Love your inner chaos
Why would you love your inner chaos? When chaos hits, the world falls on your head and life is not at all what you knew it to be, your emotions and cognitive abilities go awry. Survival mode kicks in. It is the here and now that counts. As they should be when a crisis hit. Your capacity for forward-thinking and planning is hampered. You forget. You struggle to make sense of things and very quickly you can end up feeling inadequate and lost. These are not at all good feelings so why would you even want to consider loving your inner chaos?
The short version is that your inner chaos reminds you that:
1. You are normal for having them
2. You are alive and kicking
3. You are in a life transition
What’s to love?
While being in the midst of it, there does not seem to be lots to love about it at all. Coming out on the other side, there is a lot. New insights, new awareness, knowing yourself better, having more empathy and a deeper understanding of yourself and the world around you are some of the gifts.

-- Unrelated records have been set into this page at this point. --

// Runtime executor: request -> encoding -> series -> option -> output

use crate::compiler::{check_cardinality, compile_option, ChartOption};
use crate::data::RecordSet;
use crate::error::{ChartError, ChartResult};
use crate::graph;
use crate::ir::{ChartKind, Encoding};
use crate::resolve::resolve_encoding;
use crate::spec::ChartSpecification;
use crate::{OutputFormat, RenderOptions, StyleOptions};
use serde::Deserialize;
use tracing::{debug, info};

/// A complete chart request as accepted from JSON.
#[derive(Debug, Clone, PartialEq, Deserialize)]
pub struct ChartRequest {
    pub data: RecordSet,
    pub encoding: Encoding,
    #[serde(flatten)]
    pub style: StyleOptions,
    #[serde(flatten)]
    pub render: RenderOptions,
}

impl ChartRequest {
    pub fn new(data: RecordSet, encoding: Encoding) -> Self {
        Self {
            data,
            encoding,
            style: StyleOptions::default(),
            render: RenderOptions::default(),
        }
    }

    pub fn from_json_str(input: &str) -> ChartResult<Self> {
        Ok(serde_json::from_str(input)?)
    }
}

/// Result of one chart invocation.
#[derive(Debug, Clone, PartialEq)]
pub enum ChartOutput {
    /// Pretty-printed declarative specification.
    Specification(String),
    Image { format: OutputFormat, bytes: Vec<u8> },
}

impl ChartOutput {
    pub fn as_bytes(&self) -> &[u8] {
        match self {
            ChartOutput::Specification(text) => text.as_bytes(),
            ChartOutput::Image { bytes, .. } => bytes,
        }
    }

    pub fn into_bytes(self) -> Vec<u8> {
        match self {
            ChartOutput::Specification(text) => text.into_bytes(),
            ChartOutput::Image { bytes, .. } => bytes,
        }
    }
}

/// Turns an assembled chart option into image bytes.
pub trait Renderer {
    fn render(&self, option: &ChartOption, options: &RenderOptions) -> ChartResult<Vec<u8>>;
}

/// PNG/SVG rendering with plotters.
#[derive(Debug, Clone, Copy, Default)]
pub struct PlottersRenderer;

impl Renderer for PlottersRenderer {
    fn render(&self, option: &ChartOption, options: &RenderOptions) -> ChartResult<Vec<u8>> {
        graph::render(option, options).map_err(|e| ChartError::render(format!("{:#}", e)))
    }
}

/// Generate a chart with the default plotters renderer.
pub fn generate_chart(kind: ChartKind, request: &ChartRequest) -> ChartResult<ChartOutput> {
    generate_chart_with(kind, request, &PlottersRenderer)
}

/// Generate a chart, handing image output to `renderer`.
#[tracing::instrument(skip(request, renderer), fields(records = request.data.len()))]
pub fn generate_chart_with<R: Renderer + ?Sized>(
    kind: ChartKind,
    request: &ChartRequest,
    renderer: &R,
) -> ChartResult<ChartOutput> {
    request.render.validate()?;
    request.style.validate()?;
    let encoding = resolve_encoding(&request.encoding, kind)?;

    if request.render.format == OutputFormat::Option {
        // Bounds apply to the specification output as well.
        check_cardinality(kind, request.data.len())?;
        let spec = ChartSpecification::new(kind, &request.data, &request.encoding);
        debug!("returning declarative specification");
        return Ok(ChartOutput::Specification(spec.to_json_pretty()?));
    }

    let option = compile_option(&request.data, &encoding, &request.style)?;
    let bytes = renderer.render(&option, &request.render)?;
    info!(
        format = ?request.render.format,
        bytes = bytes.len(),
        "rendered chart"
    );

    Ok(ChartOutput::Image {
        format: request.render.format,
        bytes,
    })
}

I get it, you’d rather be without potential future insight than having to go through pain and sadness, feeling lost and alone. You’re just about done with it and sick of not finding yourself, or the “You”, you used to be. Longing for easier days or just a break instead of always ending up struggling whatever way you turn.
Alone or with support?
Going through all that alone is hard and makes the path unnecessary long and lonely. You will need to reach out and get support, perspectives, love, and help. You will need a new narrative and a new story. That is really, really hard to do on your own. We need innovative collaboration with others to course correct and heal. We grow and thrive when we are in healthy, loving relationships with others. Your inner dialogue will change, but it has to be on your terms and in your own time.
Advice is useless
Our world is quick with giving advice and great solutions when chaos and crisis hit. Well intended, but absolutely useless. Only you know what you need. Be that by trial and error or sheer luck – you will find out what you need. What you do not need is advice and people telling you what to do based on their needs. However well-intended, the effect of advice has us feel small, inadequate and not listened to. A warm meal and a helping hand go way longer than advice.

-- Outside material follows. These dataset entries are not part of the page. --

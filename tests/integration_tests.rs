use chartspec::compiler::{compile_option, ChartOption, SeriesOption};
use chartspec::resolve::resolve_encoding;
use chartspec::{
    generate_chart, ChartError, ChartKind, ChartOutput, ChartRequest, ChartResult, Encoding,
    OutputFormat, RecordSet, RenderOptions, Renderer, StyleOptions,
};
use serde_json::{json, Value};
use std::fs;
use std::io::Write;
use std::process::{Command, Stdio};

/// Helper function to run the chartspec binary with optional stdin input
fn run_chartspec(args: &[&str], stdin: Option<&str>) -> Result<Vec<u8>, String> {
    let mut child = Command::new(env!("CARGO_BIN_EXE_chartspec"))
        .args(args)
        .stdin(Stdio::piped())
        .stdout(Stdio::piped())
        .stderr(Stdio::piped())
        .spawn()
        .map_err(|e| format!("Failed to spawn process: {}", e))?;

    if let Some(mut handle) = child.stdin.take() {
        if let Some(input) = stdin {
            handle
                .write_all(input.as_bytes())
                .map_err(|e| format!("Failed to write to stdin: {}", e))?;
        }
    }

    let output = child
        .wait_with_output()
        .map_err(|e| format!("Failed to wait for process: {}", e))?;

    if output.status.success() {
        Ok(output.stdout)
    } else {
        Err(String::from_utf8_lossy(&output.stderr).to_string())
    }
}

/// Check if bytes are a valid PNG
fn is_valid_png(bytes: &[u8]) -> bool {
    bytes.len() > 8 && bytes[0..8] == [137, 80, 78, 71, 13, 10, 26, 10]
}

fn quarterly() -> RecordSet {
    let csv = fs::read_to_string("tests/data/quarterly.csv").expect("Failed to read test CSV");
    RecordSet::from_csv(csv.as_bytes()).unwrap()
}

fn compile(kind: ChartKind, data: &RecordSet, encoding: &Encoding) -> ChartResult<ChartOption> {
    let resolved = resolve_encoding(encoding, kind)?;
    compile_option(data, &resolved, &StyleOptions::default())
}

fn bar_data(series: &SeriesOption) -> &[f64] {
    match series {
        SeriesOption::Bar(bar) => &bar.data,
        other => panic!("expected bar series, got {:?}", other),
    }
}

fn line_data(series: &SeriesOption) -> &[Option<f64>] {
    match series {
        SeriesOption::Line(line) => &line.data,
        other => panic!("expected line series, got {:?}", other),
    }
}

/// Stands in for an image backend
struct StubRenderer;

impl Renderer for StubRenderer {
    fn render(&self, _option: &ChartOption, _options: &RenderOptions) -> ChartResult<Vec<u8>> {
        Ok(vec![0u8; 4])
    }
}

#[test]
fn test_basic_bar_chart() {
    let data = RecordSet::from_json(&json!([
        {"category": "A", "value": 10},
        {"category": "B", "value": 20},
        {"category": "C", "value": 15}
    ]))
    .unwrap();
    let option = compile(ChartKind::Bar, &data, &Encoding::new("category", "value")).unwrap();

    assert_eq!(option.categories(), ["A", "B", "C"]);
    assert_eq!(option.series.len(), 1);
    assert_eq!(bar_data(&option.series[0]), [10.0, 20.0, 15.0]);
    assert!(option.legend.is_none());
}

#[test]
fn test_grouped_multi_field_bar_from_csv() {
    let data = quarterly();
    let enc = Encoding::new("quarter", vec!["sales", "profit"]).with_group("product");
    let option = compile(ChartKind::Bar, &data, &enc).unwrap();

    assert_eq!(option.categories(), ["Q1", "Q2", "Q3"]);
    let names: Vec<_> = option.series.iter().map(|s| s.name().unwrap_or("")).collect();
    assert_eq!(names, ["P1 - sales", "P1 - profit", "P2 - sales", "P2 - profit"]);

    // Empty CSV cell and absent record both fill with zero
    assert_eq!(bar_data(&option.series[2]), [80.0, 90.0, 0.0]);
    assert_eq!(bar_data(&option.series[3]), [15.0, 0.0, 0.0]);
    assert!(option.legend.is_some());
}

#[test]
fn test_grouped_line_keeps_gaps() {
    let data = quarterly();
    let enc = Encoding::new("quarter", "profit").with_group("product");
    let option = compile(ChartKind::Line, &data, &enc).unwrap();

    assert_eq!(option.series.len(), 2);
    assert_eq!(line_data(&option.series[0]), [Some(20.0), Some(25.0), Some(30.0)]);
    assert_eq!(line_data(&option.series[1]), [Some(15.0), None, None]);

    let value = serde_json::to_value(&option).unwrap();
    assert_eq!(value["xAxis"]["boundaryGap"], json!(false));
    assert_eq!(value["series"][1]["data"][1], Value::Null);
}

#[test]
fn test_line_axis_is_sorted() {
    let data = RecordSet::from_json(&json!([
        {"date": "2024-03", "v": 3},
        {"date": "2024-01", "v": 1},
        {"date": "2024-02", "v": 2}
    ]))
    .unwrap();
    let option = compile(ChartKind::Line, &data, &Encoding::new("date", "v")).unwrap();
    assert_eq!(option.categories(), ["2024-01", "2024-02", "2024-03"]);
    assert_eq!(line_data(&option.series[0]), [Some(1.0), Some(2.0), Some(3.0)]);
}

#[test]
fn test_duplicate_x_first_record_wins() {
    let data = RecordSet::from_json(&json!([
        {"x": "a", "v": 1},
        {"x": "a", "v": 2},
        {"x": "b", "v": 3}
    ]))
    .unwrap();
    let option = compile(ChartKind::Bar, &data, &Encoding::new("x", "v")).unwrap();
    assert_eq!(option.categories(), ["a", "b"]);
    assert_eq!(bar_data(&option.series[0]), [1.0, 3.0]);
}

#[test]
fn test_pie_cardinality_bounds() {
    let records = |n: usize| -> RecordSet {
        let values: Vec<Value> = (0..n).map(|i| json!({"name": format!("s{}", i), "v": i + 1})).collect();
        RecordSet::from_json(&Value::Array(values)).unwrap()
    };
    let enc = Encoding::new("name", "v");

    for n in [0, 11] {
        let err = compile(ChartKind::Pie, &records(n), &enc).unwrap_err();
        assert!(
            matches!(err, ChartError::Cardinality { count, min: 1, max: 10, .. } if count == n),
            "unexpected error for {} records: {}",
            n,
            err
        );
    }
    for n in [1, 10] {
        let option = compile(ChartKind::Pie, &records(n), &enc).unwrap();
        let value = serde_json::to_value(&option).unwrap();
        assert_eq!(value["series"][0]["data"].as_array().unwrap().len(), n);
        assert_eq!(value["tooltip"]["trigger"], json!("item"));
    }
}

#[test]
fn test_pie_rejects_grouping() {
    let data = RecordSet::from_json(&json!([{"n": "a", "v": 1, "g": "x"}])).unwrap();
    let err = compile(ChartKind::Pie, &data, &Encoding::new("n", "v").with_group("g")).unwrap_err();
    assert!(matches!(err, ChartError::Configuration(_)));
}

#[test]
fn test_option_output_echoes_request() {
    let request = ChartRequest::from_json_str(
        r#"{
            "data": [{"name": "A", "profitability": 89.02, "date": "2024-01-01"}],
            "encoding": {"x": "date", "y": "profitability"},
            "type": "option"
        }"#,
    )
    .unwrap();
    let output = generate_chart(ChartKind::Bar, &request).unwrap();
    let spec: Value = match output {
        ChartOutput::Specification(text) => serde_json::from_str(&text).unwrap(),
        other => panic!("expected specification, got {:?}", other),
    };

    assert_eq!(
        spec["data"][0]["values"],
        json!([{"name": "A", "profitability": 89.02, "date": "2024-01-01"}])
    );
    assert_eq!(
        spec["view"]["main"]["layers"],
        json!([{"type": "bar", "encoding": {"x": "date", "y": "profitability"}}])
    );
}

#[test]
fn test_image_request_with_custom_renderer() {
    let mut request = ChartRequest::new(quarterly(), Encoding::new("quarter", "sales"));
    request.render.format = OutputFormat::Svg;
    let output = chartspec::runtime::generate_chart_with(ChartKind::Line, &request, &StubRenderer)
        .unwrap();
    assert_eq!(
        output,
        ChartOutput::Image {
            format: OutputFormat::Svg,
            bytes: vec![0u8; 4]
        }
    );
}

#[test]
fn test_svg_render() {
    let mut request = ChartRequest::new(quarterly(), Encoding::new("quarter", "sales"));
    request.render.format = OutputFormat::Svg;
    let output = generate_chart(ChartKind::Line, &request).unwrap();
    let svg = String::from_utf8(output.into_bytes()).unwrap();
    assert!(svg.contains("<svg"));
}

#[test]
fn test_cli_bar_option_from_csv() {
    let out = run_chartspec(
        &[
            "bar",
            "--encoding",
            "x: quarter, y: sales, z: product",
            "--input",
            "tests/data/quarterly.csv",
            "--csv",
            "--type",
            "option",
        ],
        None,
    )
    .unwrap();
    let spec: Value = serde_json::from_slice(&out).unwrap();
    assert_eq!(spec["data"][0]["values"].as_array().unwrap().len(), 5);
    assert_eq!(
        spec["view"]["main"]["layers"][0]["encoding"],
        json!({"x": "quarter", "y": "sales", "z": "product"})
    );
}

#[test]
fn test_cli_pie_png() {
    let out = run_chartspec(
        &[
            "pie",
            "--encoding",
            "x: browser, y: share",
            "--input",
            "tests/data/browsers.json",
            "--title",
            "Browser share",
            "--inner-radius",
            "0.4",
        ],
        None,
    );
    assert!(out.is_ok(), "Failed: {:?}", out.err());
    assert!(is_valid_png(&out.unwrap()), "Output is not a valid PNG");
}

#[test]
fn test_cli_reads_stdin() {
    let out = run_chartspec(
        &["line", "-e", "x: d, y: [a, b]", "--type", "option"],
        Some(r#"[{"d": "1", "a": 1, "b": 2}]"#),
    )
    .unwrap();
    let spec: Value = serde_json::from_slice(&out).unwrap();
    assert_eq!(spec["view"]["main"]["layers"][0]["type"], json!("line"));
}

#[test]
fn test_cli_pie_too_many_records() {
    let values: Vec<Value> = (0..11).map(|i| json!({"c": format!("c{}", i), "v": i})).collect();
    let input = Value::Array(values).to_string();
    let err = run_chartspec(&["pie", "-e", "x: c, y: v", "--type", "option"], Some(&input))
        .unwrap_err();
    assert!(err.contains("cardinality error"), "stderr: {}", err);
}

#[test]
fn test_cli_invalid_encoding() {
    let err = run_chartspec(&["bar", "-e", "x: a"], Some("[]")).unwrap_err();
    assert!(err.contains("y field"), "stderr: {}", err);
}

#[test]
fn test_cli_request_file() {
    let dir = std::env::temp_dir().join(format!("chartspec-test-{}", std::process::id()));
    fs::create_dir_all(&dir).unwrap();
    let path = dir.join("request.json");
    fs::write(
        &path,
        r#"{"data": [{"k": "a", "v": 1}], "encoding": {"x": "k", "y": "v"}, "type": "option"}"#,
    )
    .unwrap();

    let out = run_chartspec(&["request", "pie", path.to_str().unwrap()], None).unwrap();
    let spec: Value = serde_json::from_slice(&out).unwrap();
    assert_eq!(spec["view"]["main"]["layers"][0]["type"], json!("pie"));

    fs::remove_dir_all(&dir).ok();
}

Comfort, care, patience, and love
Here is what does help when your world is turned upside down, wrung inside out:
Comfort, care, patience, and love. Someone who listens to you. A hand holding yours. A loving hug. Being together, sometimes in silence, sometimes with words. Sometimes just walking next to you as you go through your own personal hell. Being a witness, creating a bridge from where you are to the next place where it feels a little safer, a little more solid. Practical help. Sometimes the golden gift of someone who sees what is needed without being asked. A reminder that you are magnificent, unique and wonderful. Particularly when you don’t feel magnificent.
You may need to reach out and tell people what you need. They may not know or understand. The only way for them to understand is by you asking for what you need. Again and again. Do not give up. Next time it is you walking next to someone who needs your experience, your silence and that you care.
A hero’s journey
Going through it and coming out on the other side, you will have taken a hero’s journey. You will have fought battles, been tested, won and succeeded and come back changed and transformed. You will know yourself better. Your inner chaos will have transformed into insight and wisdom.
Along the way, you will have picked up new gifts and found new friends. Some of your old friends may have been left behind. They will have their own path to travel. You will stand taller in who you are and who you have become. You will have learned to love your inner chaos and will meet the world with new layers of compassion and understanding, creating a difference for people you meet along your way.
Love your inner chaos as it is the key to your transformation.